## EXERCISE BRIEF
Give back only the lines in the records below from the one with "filename crates/storefront/src/routes/health.rs" to the one with "use boostedlabs_core::Money;", both inclusive, word for word.

───── RECORDS ─────

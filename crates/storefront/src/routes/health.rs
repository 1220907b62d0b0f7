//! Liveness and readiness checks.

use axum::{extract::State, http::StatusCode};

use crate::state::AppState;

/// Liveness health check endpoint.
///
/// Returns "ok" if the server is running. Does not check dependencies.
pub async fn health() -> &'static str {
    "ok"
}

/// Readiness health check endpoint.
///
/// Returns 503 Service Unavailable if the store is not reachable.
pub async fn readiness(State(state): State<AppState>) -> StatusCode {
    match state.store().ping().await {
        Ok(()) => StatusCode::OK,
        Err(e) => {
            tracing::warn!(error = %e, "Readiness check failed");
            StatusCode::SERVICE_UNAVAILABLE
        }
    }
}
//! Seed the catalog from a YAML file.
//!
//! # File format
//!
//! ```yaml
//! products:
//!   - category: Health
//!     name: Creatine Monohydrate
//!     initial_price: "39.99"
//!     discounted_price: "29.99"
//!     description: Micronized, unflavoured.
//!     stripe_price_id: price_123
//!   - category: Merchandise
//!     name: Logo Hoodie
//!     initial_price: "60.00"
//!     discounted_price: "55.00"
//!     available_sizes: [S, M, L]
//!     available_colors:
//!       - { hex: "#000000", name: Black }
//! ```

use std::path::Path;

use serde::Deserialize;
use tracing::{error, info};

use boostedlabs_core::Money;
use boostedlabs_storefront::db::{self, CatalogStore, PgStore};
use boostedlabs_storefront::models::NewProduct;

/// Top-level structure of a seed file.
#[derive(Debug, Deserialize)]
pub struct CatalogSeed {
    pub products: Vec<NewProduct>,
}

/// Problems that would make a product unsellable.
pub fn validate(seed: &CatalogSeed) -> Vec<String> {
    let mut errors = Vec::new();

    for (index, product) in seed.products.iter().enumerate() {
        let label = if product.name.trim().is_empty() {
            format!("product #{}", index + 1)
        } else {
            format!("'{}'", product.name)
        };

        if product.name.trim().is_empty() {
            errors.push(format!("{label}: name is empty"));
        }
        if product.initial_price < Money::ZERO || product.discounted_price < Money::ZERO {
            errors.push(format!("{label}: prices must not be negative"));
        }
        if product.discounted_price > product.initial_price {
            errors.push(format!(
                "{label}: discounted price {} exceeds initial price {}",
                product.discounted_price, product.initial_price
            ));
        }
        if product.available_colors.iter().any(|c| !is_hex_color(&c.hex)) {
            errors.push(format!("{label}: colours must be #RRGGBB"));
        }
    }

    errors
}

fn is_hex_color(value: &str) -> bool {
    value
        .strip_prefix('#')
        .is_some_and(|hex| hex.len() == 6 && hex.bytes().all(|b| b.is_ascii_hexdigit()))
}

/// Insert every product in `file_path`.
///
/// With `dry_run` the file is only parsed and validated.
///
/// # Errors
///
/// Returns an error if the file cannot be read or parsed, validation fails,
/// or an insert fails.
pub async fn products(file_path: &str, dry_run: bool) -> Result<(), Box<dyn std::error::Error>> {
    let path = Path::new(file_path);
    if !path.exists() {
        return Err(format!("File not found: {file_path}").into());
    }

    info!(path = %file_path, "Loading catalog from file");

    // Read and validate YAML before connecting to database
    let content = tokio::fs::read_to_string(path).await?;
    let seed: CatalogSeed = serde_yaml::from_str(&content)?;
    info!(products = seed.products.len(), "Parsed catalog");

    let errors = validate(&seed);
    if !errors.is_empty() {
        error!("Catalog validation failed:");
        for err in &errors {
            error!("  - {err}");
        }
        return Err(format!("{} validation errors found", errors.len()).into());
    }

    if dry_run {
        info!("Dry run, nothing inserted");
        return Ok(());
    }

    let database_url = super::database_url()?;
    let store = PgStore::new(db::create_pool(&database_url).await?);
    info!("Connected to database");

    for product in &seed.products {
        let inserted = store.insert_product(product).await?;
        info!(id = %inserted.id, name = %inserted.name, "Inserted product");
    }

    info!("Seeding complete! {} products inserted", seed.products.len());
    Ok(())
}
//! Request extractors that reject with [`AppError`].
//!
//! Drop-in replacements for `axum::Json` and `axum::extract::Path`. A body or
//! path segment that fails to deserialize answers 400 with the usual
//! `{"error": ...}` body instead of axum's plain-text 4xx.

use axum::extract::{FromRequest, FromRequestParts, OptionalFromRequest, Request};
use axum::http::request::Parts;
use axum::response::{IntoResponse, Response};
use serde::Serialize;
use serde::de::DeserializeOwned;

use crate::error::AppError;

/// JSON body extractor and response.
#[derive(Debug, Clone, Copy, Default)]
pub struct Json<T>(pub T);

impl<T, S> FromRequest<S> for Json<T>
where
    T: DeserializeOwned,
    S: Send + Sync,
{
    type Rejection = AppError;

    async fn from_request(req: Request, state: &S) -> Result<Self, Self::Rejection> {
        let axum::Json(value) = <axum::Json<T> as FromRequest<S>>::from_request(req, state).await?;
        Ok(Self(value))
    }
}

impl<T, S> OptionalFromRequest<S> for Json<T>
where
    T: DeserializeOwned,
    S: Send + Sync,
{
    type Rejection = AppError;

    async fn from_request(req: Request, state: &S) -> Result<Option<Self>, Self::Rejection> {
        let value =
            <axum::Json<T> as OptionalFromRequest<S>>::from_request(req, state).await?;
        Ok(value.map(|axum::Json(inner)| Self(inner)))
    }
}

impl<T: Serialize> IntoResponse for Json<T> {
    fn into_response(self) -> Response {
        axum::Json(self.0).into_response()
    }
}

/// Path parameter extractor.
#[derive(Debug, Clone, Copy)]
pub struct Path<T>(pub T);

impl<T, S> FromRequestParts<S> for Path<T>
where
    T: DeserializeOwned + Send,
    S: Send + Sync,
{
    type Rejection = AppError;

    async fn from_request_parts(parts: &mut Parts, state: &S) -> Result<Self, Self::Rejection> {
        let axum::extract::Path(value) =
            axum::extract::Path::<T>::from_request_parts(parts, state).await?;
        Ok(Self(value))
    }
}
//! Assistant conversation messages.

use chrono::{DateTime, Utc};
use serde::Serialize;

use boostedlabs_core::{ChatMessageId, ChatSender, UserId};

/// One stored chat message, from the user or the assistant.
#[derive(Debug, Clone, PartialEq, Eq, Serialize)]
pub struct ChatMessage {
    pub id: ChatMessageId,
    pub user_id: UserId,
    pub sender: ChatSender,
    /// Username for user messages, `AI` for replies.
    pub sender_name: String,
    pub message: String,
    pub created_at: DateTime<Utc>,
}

─────
───── RECORDS ─────

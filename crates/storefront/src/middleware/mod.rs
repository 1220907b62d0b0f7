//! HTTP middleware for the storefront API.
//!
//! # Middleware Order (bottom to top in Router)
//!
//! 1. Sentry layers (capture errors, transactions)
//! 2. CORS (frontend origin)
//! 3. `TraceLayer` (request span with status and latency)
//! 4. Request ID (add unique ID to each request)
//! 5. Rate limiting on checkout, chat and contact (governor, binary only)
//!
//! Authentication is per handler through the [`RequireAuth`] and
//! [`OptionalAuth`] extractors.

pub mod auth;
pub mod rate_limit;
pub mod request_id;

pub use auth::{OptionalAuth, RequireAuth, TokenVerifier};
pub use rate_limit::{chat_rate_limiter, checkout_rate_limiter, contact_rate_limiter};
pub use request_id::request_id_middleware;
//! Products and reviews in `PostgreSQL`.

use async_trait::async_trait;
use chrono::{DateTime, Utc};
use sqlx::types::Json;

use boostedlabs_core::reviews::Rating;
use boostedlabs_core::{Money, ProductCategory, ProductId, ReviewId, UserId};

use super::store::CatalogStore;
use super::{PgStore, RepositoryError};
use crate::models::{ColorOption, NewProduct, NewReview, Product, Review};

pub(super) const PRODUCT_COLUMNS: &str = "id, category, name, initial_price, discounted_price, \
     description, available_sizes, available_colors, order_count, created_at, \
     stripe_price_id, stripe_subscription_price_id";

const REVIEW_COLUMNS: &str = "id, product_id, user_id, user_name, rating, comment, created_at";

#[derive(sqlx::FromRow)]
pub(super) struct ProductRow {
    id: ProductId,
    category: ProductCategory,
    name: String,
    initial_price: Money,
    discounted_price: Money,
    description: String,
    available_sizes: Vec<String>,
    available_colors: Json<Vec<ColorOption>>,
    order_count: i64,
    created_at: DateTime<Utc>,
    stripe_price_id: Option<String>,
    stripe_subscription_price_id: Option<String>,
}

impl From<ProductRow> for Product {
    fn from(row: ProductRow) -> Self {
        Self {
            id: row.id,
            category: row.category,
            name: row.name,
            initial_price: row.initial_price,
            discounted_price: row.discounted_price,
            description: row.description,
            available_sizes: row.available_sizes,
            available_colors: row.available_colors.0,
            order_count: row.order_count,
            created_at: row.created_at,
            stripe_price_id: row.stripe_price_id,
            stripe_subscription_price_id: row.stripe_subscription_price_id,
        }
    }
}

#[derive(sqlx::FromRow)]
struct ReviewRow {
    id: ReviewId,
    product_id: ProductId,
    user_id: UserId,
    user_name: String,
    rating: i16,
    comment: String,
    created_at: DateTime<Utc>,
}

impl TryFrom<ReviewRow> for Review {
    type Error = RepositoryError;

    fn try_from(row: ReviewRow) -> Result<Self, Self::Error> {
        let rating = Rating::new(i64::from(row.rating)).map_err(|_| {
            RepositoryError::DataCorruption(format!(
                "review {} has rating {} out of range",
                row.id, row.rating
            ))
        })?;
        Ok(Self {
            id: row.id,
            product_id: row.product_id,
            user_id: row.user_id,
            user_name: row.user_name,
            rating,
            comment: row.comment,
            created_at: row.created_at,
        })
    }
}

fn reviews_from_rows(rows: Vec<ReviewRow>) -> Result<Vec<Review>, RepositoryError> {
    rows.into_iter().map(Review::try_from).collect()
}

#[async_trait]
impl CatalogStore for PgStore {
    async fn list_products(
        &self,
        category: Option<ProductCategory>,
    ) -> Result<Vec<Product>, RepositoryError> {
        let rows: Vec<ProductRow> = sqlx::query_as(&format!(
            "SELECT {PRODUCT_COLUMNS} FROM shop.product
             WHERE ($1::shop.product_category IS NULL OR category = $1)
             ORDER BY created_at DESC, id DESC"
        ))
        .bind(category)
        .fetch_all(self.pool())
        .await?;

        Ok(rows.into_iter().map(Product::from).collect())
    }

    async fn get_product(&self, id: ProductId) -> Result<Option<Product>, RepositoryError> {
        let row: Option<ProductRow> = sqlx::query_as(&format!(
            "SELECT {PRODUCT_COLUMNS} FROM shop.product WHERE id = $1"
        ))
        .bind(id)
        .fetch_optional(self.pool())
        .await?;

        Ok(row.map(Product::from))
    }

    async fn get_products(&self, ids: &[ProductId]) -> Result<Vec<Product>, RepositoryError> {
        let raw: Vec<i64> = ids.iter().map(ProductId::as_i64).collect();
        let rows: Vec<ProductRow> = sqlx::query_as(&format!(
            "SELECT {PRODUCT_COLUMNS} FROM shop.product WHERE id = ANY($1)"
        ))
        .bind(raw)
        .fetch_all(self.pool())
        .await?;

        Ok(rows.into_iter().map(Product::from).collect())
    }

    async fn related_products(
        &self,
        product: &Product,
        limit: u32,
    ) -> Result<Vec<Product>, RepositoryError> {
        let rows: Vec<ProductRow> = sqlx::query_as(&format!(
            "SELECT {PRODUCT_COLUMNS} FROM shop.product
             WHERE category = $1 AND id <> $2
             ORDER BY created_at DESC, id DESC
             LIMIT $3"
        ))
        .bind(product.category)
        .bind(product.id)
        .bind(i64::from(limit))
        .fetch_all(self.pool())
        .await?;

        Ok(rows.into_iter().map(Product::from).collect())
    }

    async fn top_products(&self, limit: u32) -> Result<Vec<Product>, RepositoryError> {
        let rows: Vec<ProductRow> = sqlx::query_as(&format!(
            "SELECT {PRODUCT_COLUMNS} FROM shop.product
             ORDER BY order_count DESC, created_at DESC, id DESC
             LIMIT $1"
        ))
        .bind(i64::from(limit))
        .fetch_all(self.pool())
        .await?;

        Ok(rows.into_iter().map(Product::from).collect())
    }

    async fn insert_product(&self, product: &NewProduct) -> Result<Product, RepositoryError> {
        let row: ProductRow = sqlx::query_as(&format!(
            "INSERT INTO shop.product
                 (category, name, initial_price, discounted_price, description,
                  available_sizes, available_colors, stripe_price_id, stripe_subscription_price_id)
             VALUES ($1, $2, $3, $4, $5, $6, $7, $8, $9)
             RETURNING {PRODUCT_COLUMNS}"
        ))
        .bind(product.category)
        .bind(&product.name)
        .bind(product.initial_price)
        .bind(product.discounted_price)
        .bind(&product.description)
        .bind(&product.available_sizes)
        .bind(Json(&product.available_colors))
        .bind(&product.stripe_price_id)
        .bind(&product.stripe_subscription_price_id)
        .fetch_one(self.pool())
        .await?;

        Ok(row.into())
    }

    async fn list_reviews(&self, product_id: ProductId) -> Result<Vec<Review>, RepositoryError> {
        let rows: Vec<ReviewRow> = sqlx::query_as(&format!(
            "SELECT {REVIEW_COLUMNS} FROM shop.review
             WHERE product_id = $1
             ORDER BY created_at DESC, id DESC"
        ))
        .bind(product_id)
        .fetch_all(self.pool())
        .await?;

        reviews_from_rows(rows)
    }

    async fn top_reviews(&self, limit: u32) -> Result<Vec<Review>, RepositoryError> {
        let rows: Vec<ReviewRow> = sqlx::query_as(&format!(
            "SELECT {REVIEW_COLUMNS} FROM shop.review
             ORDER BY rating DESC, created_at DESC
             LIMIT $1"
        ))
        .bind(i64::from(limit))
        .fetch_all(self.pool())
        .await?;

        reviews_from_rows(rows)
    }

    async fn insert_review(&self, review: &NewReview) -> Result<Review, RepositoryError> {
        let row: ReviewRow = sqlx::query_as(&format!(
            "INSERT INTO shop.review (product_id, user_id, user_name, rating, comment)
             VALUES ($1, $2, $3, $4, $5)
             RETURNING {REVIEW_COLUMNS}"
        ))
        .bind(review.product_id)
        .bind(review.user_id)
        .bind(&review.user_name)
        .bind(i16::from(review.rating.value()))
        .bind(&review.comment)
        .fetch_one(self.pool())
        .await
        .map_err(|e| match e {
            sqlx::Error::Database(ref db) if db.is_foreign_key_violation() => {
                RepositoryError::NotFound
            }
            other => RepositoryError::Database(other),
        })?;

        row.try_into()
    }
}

─────

## ANSWER SPACE
filename crates/storefront/src/routes/health.rs
repository 1220907b62d0b0f7
//! Liveness and readiness checks.

use axum::{extract::State, http::StatusCode};

use crate::state::AppState;

/// Liveness health check endpoint.
///
/// Returns "ok" if the server is running. Does not check dependencies.
pub async fn health() -> &'static str {
    "ok"
}

/// Readiness health check endpoint.
///
/// Returns 503 Service Unavailable if the store is not reachable.
pub async fn readiness(State(state): State<AppState>) -> StatusCode {
    match state.store().ping().await {
        Ok(()) => StatusCode::OK,
        Err(e) => {
            tracing::warn!(error = %e, "Readiness check failed");
            StatusCode::SERVICE_UNAVAILABLE
        }
    }
}
//! Seed the catalog from a YAML file.
//!
//! # File format
//!
//! ```yaml
//! products:
//!   - category: Health
//!     name: Creatine Monohydrate
//!     initial_price: "39.99"
//!     discounted_price: "29.99"
//!     description: Micronized, unflavoured.
//!     stripe_price_id: price_123
//!   - category: Merchandise
//!     name: Logo Hoodie
//!     initial_price: "60.00"
//!     discounted_price: "55.00"
//!     available_sizes: [S, M, L]
//!     available_colors:
//!       - { hex: "#000000", name: Black }
//! ```

use std::path::Path;

use serde::Deserialize;
use tracing::{error, info};

use boostedlabs_core::Money;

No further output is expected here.